**ASSIGNMENT:** Only the lines below, from the one with "Retrieves one server's" through the one with "Source endpoint response", are to be written out, exactly.
START GIVEN DATA
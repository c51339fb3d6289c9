//! Source fetching
//!
//! Retrieves one server's source descriptor. The upstream schema is observed,
//! not documented: unknown fields are ignored and missing ones default.

use serde::Deserialize;

use super::client::ProviderClient;
use crate::error::Result;
use crate::models::{MediaType, RawTrack, Server, SourceDescriptor, SourceFile};

/// Source endpoint response
#[derive(Debug, Deserialize)]
struct SourcesResponse {
    sources: Option<RawSources>,
    tracks: Option<Vec<TrackItem>>,
    encrypted: Option<bool>,
}

/// `sources` is a list in the clear, or an opaque string when encrypted
#[derive(Debug, Deserialize)]
#[serde(untagged)]
enum RawSources {
    Files(Vec<SourceItem>),
    Opaque(String),
}

#[derive(Debug, Deserialize)]
struct SourceItem {
    #[serde(default)]
    file: String,
    #[serde(default, rename = "type")]
    kind: String,
}

#[derive(Debug, Deserialize)]
struct TrackItem {
    file: Option<String>,
    #[serde(default)]
    kind: String,
    label: Option<String>,
}

impl SourcesResponse {
    fn into_descriptor(self) -> SourceDescriptor {
        let source_files = match self.sources {
            Some(RawSources::Files(items)) => items
                .into_iter()
                .map(|s| SourceFile {
                    media_type: MediaType::from_type(&s.kind),
                    url: s.file,
                })
                .collect(),
            Some(RawSources::Opaque(_)) | None => Vec::new(),
        };

        let tracks = self
            .tracks
            .unwrap_or_default()
            .into_iter()
            .map(|t| RawTrack {
                url: t.file,
                kind: t.kind,
                label: t.label,
            })
            .collect();

        SourceDescriptor {
            source_files,
            tracks,
            encrypted: self.encrypted.unwrap_or(false),
        }
    }
}

/// Decode a source endpoint body
pub fn parse_source_descriptor(body: &str) -> Result<SourceDescriptor> {
    let response: SourcesResponse = serde_json::from_str(body)?;
    Ok(response.into_descriptor())
}

impl ProviderClient {
    /// Retrieve the raw source descriptor for one server
    pub async fn fetch_source(&self, server: &Server) -> Result<SourceDescriptor> {
        let url = self.url(&format!(
            "/ajax/v2/episode/sources?id={}",
            urlencoding::encode(&server.id)
        ));
        let response: SourcesResponse = self.get_json(&url).await?;
        let descriptor = response.into_descriptor();

        tracing::debug!(
            server_id = %server.id,
            files = descriptor.source_files.len(),
            tracks = descriptor.tracks.len(),
            encrypted = descriptor.encrypted,
            "fetched source descriptor"
        );
        Ok(descriptor)
    }
}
END GIVEN DATA
**SOLUTION FOR THIS TASK:**
//! Retrieves one server's source descriptor. The upstream schema is observed,
//! not documented: unknown fields are ignored and missing ones default.

use serde::Deserialize;

use super::client::ProviderClient;
use crate::error::Result;
use crate::models::{MediaType, RawTrack, Server, SourceDescriptor, SourceFile};

/// Source endpoint response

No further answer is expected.